A warehouse contacted us about a stand-up reach truck that had developed a terrifying habit: when the operator would tilt the mast back to carry a load at height, the carriage would slowly, silently drift forward. It was only a few inches, but when you are stacking a pallet twenty feet in the air, a two-inch forward drift completely shifts the center of gravity and makes the truck feel incredibly unstable.
The natural assumption is that the tilt cylinders are bypassing fluid internally-meaning the seals inside the cylinder are worn out, allowing fluid to slip past the piston from the high-pressure side to the low-pressure side. However, replacing the seals on reach truck tilt cylinders is a miserable, heavy job, so we wanted to be absolutely sure before tearing into it.

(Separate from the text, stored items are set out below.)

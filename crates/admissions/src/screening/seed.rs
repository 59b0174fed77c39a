//! Seeded screening data: the standard certifying bodies, their grade
//! mapping rows, a demo subject catalog, and sample program rules. In
//! production these tables are administered rows loaded from storage; the
//! shapes here are the same plain records.

use super::domain::{
    CertificateType, CertificateTypeId, ClassificationRules, CountThreshold, GradingType,
    ProgramId, RequirementRule, SubjectCatalog, SubjectGradeRules, SubjectGroupRequirement,
    SubjectId, SubjectRequirement,
};
use super::grades::{Classification, GradeMapping, StandardGrade};

pub const LGCSE: &str = "LGCSE";
pub const COSC: &str = "COSC";
pub const NSC: &str = "NSC";
pub const IGCSE: &str = "IGCSE";
pub const GCE_AS_A_LEVEL: &str = "GCE-AS-A";
pub const DIPLOMA: &str = "DIPLOMA";

/// Certifying bodies the standard seed covers.
pub fn standard_certificate_types() -> Vec<CertificateType> {
    vec![
        CertificateType {
            id: CertificateTypeId::new(LGCSE),
            name: "Lesotho General Certificate of Secondary Education".to_string(),
            grading_type: GradingType::SubjectGrades,
        },
        CertificateType {
            id: CertificateTypeId::new(COSC),
            name: "Cambridge Overseas School Certificate".to_string(),
            grading_type: GradingType::SubjectGrades,
        },
        CertificateType {
            id: CertificateTypeId::new(NSC),
            name: "National Senior Certificate".to_string(),
            grading_type: GradingType::SubjectGrades,
        },
        CertificateType {
            id: CertificateTypeId::new(IGCSE),
            name: "International General Certificate of Secondary Education".to_string(),
            grading_type: GradingType::SubjectGrades,
        },
        CertificateType {
            id: CertificateTypeId::new(GCE_AS_A_LEVEL),
            name: "GCE AS/A-Level".to_string(),
            grading_type: GradingType::SubjectGrades,
        },
        CertificateType {
            id: CertificateTypeId::new(DIPLOMA),
            name: "Post-secondary Diploma".to_string(),
            grading_type: GradingType::Classification,
        },
    ]
}

/// Cambridge-style letter scales: G collapses onto F on the standard scale.
const LETTER_SCALE: &[(&str, StandardGrade)] = &[
    ("A*", StandardGrade::AStar),
    ("A", StandardGrade::A),
    ("B", StandardGrade::B),
    ("C", StandardGrade::C),
    ("D", StandardGrade::D),
    ("E", StandardGrade::E),
    ("F", StandardGrade::F),
    ("G", StandardGrade::F),
    ("U", StandardGrade::U),
];

/// COSC numeric scale, ascending 1-9 with 1 best. The mapping is non-linear:
/// two numeric points can land on one standard grade.
const COSC_SCALE: &[(&str, StandardGrade)] = &[
    ("1", StandardGrade::AStar),
    ("2", StandardGrade::A),
    ("3", StandardGrade::A),
    ("4", StandardGrade::B),
    ("5", StandardGrade::C),
    ("6", StandardGrade::C),
    ("7", StandardGrade::D),
    ("8", StandardGrade::E),
    ("9", StandardGrade::U),
];

/// NSC numeric scale, descending 7-1 with 7 best.
const NSC_SCALE: &[(&str, StandardGrade)] = &[
    ("7", StandardGrade::A),
    ("6", StandardGrade::B),
    ("5", StandardGrade::C),
    ("4", StandardGrade::D),
    ("3", StandardGrade::E),
    ("2", StandardGrade::F),
    ("1", StandardGrade::U),
];

/// GCE AS/A-Level results are issued in both casings; both are stored so the
/// table, not the evaluator, owns the casing policy.
const GCE_SCALE: &[(&str, StandardGrade)] = &[
    ("A", StandardGrade::A),
    ("a", StandardGrade::A),
    ("B", StandardGrade::B),
    ("b", StandardGrade::B),
    ("C", StandardGrade::C),
    ("c", StandardGrade::C),
    ("D", StandardGrade::D),
    ("d", StandardGrade::D),
    ("E", StandardGrade::E),
    ("e", StandardGrade::E),
    ("U", StandardGrade::U),
    ("u", StandardGrade::U),
];

/// The full standard mapping table as administered rows.
pub fn standard_grade_mappings() -> Vec<GradeMapping> {
    let mut rows = Vec::new();
    push_scale(&mut rows, LGCSE, LETTER_SCALE);
    push_scale(&mut rows, IGCSE, LETTER_SCALE);
    push_scale(&mut rows, COSC, COSC_SCALE);
    push_scale(&mut rows, NSC, NSC_SCALE);
    push_scale(&mut rows, GCE_AS_A_LEVEL, GCE_SCALE);
    rows
}

fn push_scale(rows: &mut Vec<GradeMapping>, certificate_type: &str, scale: &[(&str, StandardGrade)]) {
    for (token, grade) in scale {
        rows.push(GradeMapping {
            certificate_type: CertificateTypeId::new(certificate_type),
            original_grade: (*token).to_string(),
            standard_grade: *grade,
        });
    }
}

/// Subject catalog used by demos and tests.
pub fn demo_subject_catalog() -> SubjectCatalog {
    SubjectCatalog::from_entries(
        [
            ("ENG", "English Language"),
            ("MATH", "Mathematics"),
            ("PHSC", "Physical Science"),
            ("BIO", "Biology"),
            ("GEO", "Geography"),
            ("HIST", "History"),
            ("ART", "Art and Design"),
            ("BUS", "Business Studies"),
            ("ACC", "Accounting"),
            ("ICT", "Information and Communication Technology"),
            ("SES", "Sesotho"),
        ]
        .into_iter()
        .map(|(id, name)| (SubjectId::new(id), name.to_string())),
    )
}

/// Sample admission rules mirroring how faculties author them: general count
/// thresholds plus named required subjects, and a separate diploma route for
/// advanced entry.
pub fn demo_requirement_rules() -> Vec<(ProgramId, CertificateTypeId, RequirementRule)> {
    let entrepreneurship_lgcse = RequirementRule::SubjectGrades(SubjectGradeRules {
        minimum_grades: vec![
            CountThreshold {
                count: 3,
                grade: StandardGrade::C,
            },
            CountThreshold {
                count: 2,
                grade: StandardGrade::D,
            },
        ],
        subjects: vec![
            SubjectRequirement {
                subject_id: SubjectId::new("ENG"),
                minimum_grade: StandardGrade::D,
                required: true,
            },
            SubjectRequirement {
                subject_id: SubjectId::new("MATH"),
                minimum_grade: StandardGrade::C,
                required: false,
            },
        ],
        subject_groups: vec![SubjectGroupRequirement {
            name: "commercial subject".to_string(),
            subject_ids: vec![SubjectId::new("BUS"), SubjectId::new("ACC")],
            minimum_grade: StandardGrade::C,
            required: false,
        }],
    });

    let entrepreneurship_diploma = RequirementRule::Classification(ClassificationRules {
        minimum_classification: Classification::Pass,
        courses: vec![
            "Diploma in Business Management".to_string(),
            "Diploma in Commerce".to_string(),
        ],
    });

    let computing_lgcse = RequirementRule::SubjectGrades(SubjectGradeRules {
        minimum_grades: vec![
            CountThreshold {
                count: 2,
                grade: StandardGrade::B,
            },
            CountThreshold {
                count: 3,
                grade: StandardGrade::C,
            },
        ],
        subjects: vec![
            SubjectRequirement {
                subject_id: SubjectId::new("MATH"),
                minimum_grade: StandardGrade::B,
                required: true,
            },
            SubjectRequirement {
                subject_id: SubjectId::new("ENG"),
                minimum_grade: StandardGrade::C,
                required: true,
            },
        ],
        subject_groups: vec![SubjectGroupRequirement {
            name: "science subject".to_string(),
            subject_ids: vec![SubjectId::new("PHSC"), SubjectId::new("BIO")],
            minimum_grade: StandardGrade::C,
            required: true,
        }],
    });

    vec![
        (
            ProgramId::new("BCOM-ENT"),
            CertificateTypeId::new(LGCSE),
            entrepreneurship_lgcse,
        ),
        (
            ProgramId::new("BCOM-ENT"),
            CertificateTypeId::new(DIPLOMA),
            entrepreneurship_diploma,
        ),
        (
            ProgramId::new("BSC-CS"),
            CertificateTypeId::new(LGCSE),
            computing_lgcse,
        ),
    ]
}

To properly diagnose hydraulic drift, you never just look at the cylinders. You have to isolate the cylinders from the control valve. We disconnected the hydraulic hoses that feed the "rod end" (the port that pressurizes when tilting back) of both tilt cylinders at the valve body. We then placed the open ends of the hoses into a clean bucket, started the truck, and tilted the mast back. We held it in the tilted-back position for five minutes. If fluid had started pouring out of those open hoses while we were holding the lever in the neutral/hold position, it would mean the spool inside the control valve was worn and leaking fluid past its seals. But the hoses were bone dry. The valve was holding pressure perfectly.
Since the valve wasn't leaking, the fluid *had* to be bypassing inside the cylinders. When we finally pulled the tilt cylinders apart, we found that the primary piston seals had developed a slight chunk missing, likely from a microscopic piece of debris that passed through the system months ago. Because reach truck tilt cylinders operate under immense pressure to hold heavy loads at extended reaches, even a tiny nick in that seal creates a path for fluid to bypass, causing the drift. We rebuilt the cylinders with a new seal kit, and the mast locked solid. The diagnostic step of disconnecting the hoses at the valve saved the customer money by proving the expensive valve was still good, ensuring we only bought the parts that were actually broken.